A macrophage factor enhancing the systemic anti-tumour effect of T lymphocytes.

Spleen cells sensitized to tumour cells have an anti-tumour effect on injected syngeneic lymphosarcoma cells in mice. This study shows that this anti-tumour effect can be enhanced by induced peritoneal macrophages and by macrophage-like tumour cells (macrophages). Addition of macrophages to the intraperitoneally injected sensitized spleen cells stimulated the anti-tumour effect. This was observed both with intraperitoneally injected tumour cells and with subcutaneously transplanted tumour cells. The anti-tumour effect is the result of a cooperation between T cells and macrophages. In vitro incubation of immune T-cells with macrophages or macrophage-like cells enhanced the in vivo anti-tumour activity of the sensitized T-lymphocytes. Neither the presence of antigen nor the proliferation of the immune T-cells were a prerequisite to enhance this anti-tumour effect.
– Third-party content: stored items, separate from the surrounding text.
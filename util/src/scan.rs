//! Decimal scanners for argument strings
//!
//! The scanners read a number from the start of a string and report how many
//! bytes they consumed, so the caller can continue after the number; this is
//! what parsing something like `10.0.0.1/8` needs. Out of range input is
//! rejected instead of wrapping around.
//!
//! # Examples
//!
//! ```
//! use toolshed_util::scan::{parse_long, scan_long, scan_uint};
//!
//! assert_eq!(scan_long("-42abc"), Some((-42, 3)));
//! assert_eq!(scan_uint("192.168"), Some((192, 3)));
//! assert_eq!(parse_long("+17"), Some(17));
//! assert_eq!(parse_long("17s"), None);
//! ```

/// Scan an optionally signed decimal integer at the start of `s`.
///
/// Returns the value and the number of bytes consumed, or `None` if `s` does
/// not start with a number or the number does not fit into an `i64`.
///
/// ```
/// use toolshed_util::scan::scan_long;
///
/// assert_eq!(scan_long("-9223372036854775808"), Some((i64::MIN, 20)));
/// assert_eq!(scan_long("9223372036854775808"), None);
/// assert_eq!(scan_long("-"), None);
/// assert_eq!(scan_long(" 1"), None);
/// ```
pub fn scan_long(s: &str) -> Option<(i64, usize)> {
    let bytes = s.as_bytes();
    let (negative, start) = match bytes.first() {
        Some(b'-') => (true, 1),
        Some(b'+') => (false, 1),
        _ => (false, 0),
    };

    // Accumulate the negated value so that i64::MIN stays reachable
    let mut value: i64 = 0;
    let mut end = start;
    for digit in bytes[start..].iter().take_while(|b| b.is_ascii_digit()) {
        value = value
            .checked_mul(10)?
            .checked_sub(i64::from(digit - b'0'))?;
        end += 1;
    }

    if end == start {
        return None;
    }

    let value = if negative { value } else { value.checked_neg()? };
    Some((value, end))
}

/// Scan an unsigned decimal integer (no sign allowed) at the start of `s`.
///
/// ```
/// use toolshed_util::scan::scan_uint;
///
/// assert_eq!(scan_uint("4294967295"), Some((u32::MAX, 10)));
/// assert_eq!(scan_uint("4294967296"), None);
/// assert_eq!(scan_uint("+1"), None);
/// ```
pub fn scan_uint(s: &str) -> Option<(u32, usize)> {
    let mut value: u32 = 0;
    let mut end = 0;
    for digit in s.bytes().take_while(|b| b.is_ascii_digit()) {
        value = value.checked_mul(10)?.checked_add(u32::from(digit - b'0'))?;
        end += 1;
    }

    match end {
        0 => None,
        _ => Some((value, end)),
    }
}

/// Parse a whole string as an optionally signed decimal integer
pub fn parse_long(s: &str) -> Option<i64> {
    match scan_long(s)? {
        (value, end) if end == s.len() => Some(value),
        _ => None,
    }
}

/// Parse a whole string as an unsigned decimal integer
pub fn parse_uint(s: &str) -> Option<u32> {
    match scan_uint(s)? {
        (value, end) if end == s.len() => Some(value),
        _ => None,
    }
}
use rand::rngs::StdRng;
use rand::{Rng, SeedableRng};

use toolshed_binary64::{decode, encode, Binary64Error, MantissaExponent};

const SAMPLES: usize = 20_000;

/// Random normal finite values, spread evenly over all bit patterns
fn normal_values(seed: u64) -> impl Iterator<Item = f64> {
    let mut rng = StdRng::seed_from_u64(seed);
    std::iter::repeat_with(move || f64::from_bits(rng.gen::<u64>()))
        .filter(|v| v.is_normal())
        .take(SAMPLES)
}

#[test]
fn decode_then_encode_is_bit_exact() {
    for v in normal_values(0x1eee_754) {
        let MantissaExponent { mantissa, exponent } = decode(v);
        let back = encode(mantissa, exponent).unwrap();
        assert_eq!(back.to_bits(), v.to_bits(), "{v:e} -> {mantissa} {exponent}");
    }
}

#[test]
fn negative_exponents_come_with_odd_mantissas() {
    for v in normal_values(7) {
        let me = decode(v);
        assert_ne!(me.mantissa, 0);
        if me.exponent < 0 {
            assert_eq!(me.mantissa & 1, 1, "{v:e} -> {me}");
        }
        if me.exponent > 0 {
            assert_eq!(me.mantissa.unsigned_abs() >> 52, 1, "{v:e} -> {me}");
        }
    }
}

#[test]
fn decode_is_symmetric_in_the_sign() {
    for v in normal_values(42) {
        let pos = decode(v.abs());
        let neg = decode(-v.abs());
        assert_eq!(neg, MantissaExponent::new(-pos.mantissa, pos.exponent));
    }
}

#[test]
fn encode_matches_float_arithmetic_for_exact_products() {
    let mut rng = StdRng::seed_from_u64(1075);
    for _ in 0..SAMPLES {
        // 53 bit mantissas are exact, so powi scaling gives the reference value
        let mantissa = rng.gen_range(-(1i64 << 53)..(1i64 << 53));
        let exponent = rng.gen_range(-1000..=900);
        let expected = mantissa as f64 * 2f64.powi(exponent);
        assert_eq!(encode(mantissa, exponent), Ok(expected), "{mantissa} {exponent}");
    }
}

#[test]
fn out_of_range_exponents_saturate() {
    let mut rng = StdRng::seed_from_u64(2047);
    for _ in 0..SAMPLES {
        let mantissa = rng.gen_range(1..i64::MAX);
        let high = rng.gen_range(1024..=i32::MAX);
        let low = rng.gen_range(i32::MIN..=-1138);

        assert_eq!(encode(mantissa, high), Ok(f64::INFINITY));
        assert_eq!(encode(-mantissa, high), Ok(f64::NEG_INFINITY));
        assert_eq!(encode(mantissa, low).map(f64::to_bits), Ok(0));
        assert_eq!(
            encode(-mantissa, low).map(f64::to_bits),
            Ok((-0.0f64).to_bits())
        );
    }
}

#[test]
fn only_the_minimum_mantissa_is_unrepresentable() {
    for exponent in [i32::MIN, -1, 0, 1, i32::MAX] {
        assert_eq!(
            encode(i64::MIN, exponent),
            Err(Binary64Error::UnrepresentableMagnitude(i64::MIN))
        );
        assert!(encode(i64::MIN + 1, exponent).is_ok());
    }
}
//! Descriptions of error and signal numbers, as the C library knows them

use std::ffi::CStr;

use libc::c_char;

/// Message for an `errno` value, e.g. "No such file or directory" for 2
///
/// ```
/// use toolshed::describe::describe_errno;
///
/// assert_eq!(describe_errno(libc::ENOENT), "No such file or directory");
/// ```
pub fn describe_errno(errno: i32) -> String {
    let mut buf = [0 as c_char; 256];
    // Safety: buf is writable for buf.len() bytes; strerror_r nul-terminates
    // within that length
    let rc = unsafe { libc::strerror_r(errno, buf.as_mut_ptr(), buf.len()) };

    // Safety: reinterpreting c_char as u8 does not change size or alignment
    let bytes = unsafe { std::slice::from_raw_parts(buf.as_ptr().cast::<u8>(), buf.len()) };
    match CStr::from_bytes_until_nul(bytes) {
        Ok(msg) if rc == 0 || !msg.is_empty() => msg.to_string_lossy().into_owned(),
        _ => format!("Unknown error {errno}"),
    }
}

/// Description of a signal number, e.g. "Killed" for 9
///
/// ```
/// use toolshed::describe::describe_signal;
///
/// assert_eq!(describe_signal(libc::SIGKILL), "Killed");
/// ```
pub fn describe_signal(signo: i32) -> String {
    // Safety: strsignal returns null or a nul-terminated string which stays
    // valid until the next call; it is copied right away
    let msg = unsafe {
        let ptr = libc::strsignal(signo);
        match ptr.is_null() {
            true => None,
            false => Some(CStr::from_ptr(ptr).to_string_lossy().into_owned()),
        }
    };
    msg.unwrap_or_else(|| format!("Unknown signal {signo}"))
}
Our experiments suggest that a macrophage factor is responsible for the enhancement of the anti-tumour effect. Based on the results of this paper and other studies we propose the following sequence of events to explain the anti-tumour effect of injected sensitized T-lymphocytes and macrophages: injected macrophages enhance the anti-tumour effect of sensitized lymphocytes. These stimulated lymphocytes migrate to the tumour located elsewhere and recognize the tumour antigens. Subsequently, the lymphocytes render (host) macrophages in the tumour cytotoxic to tumour cells.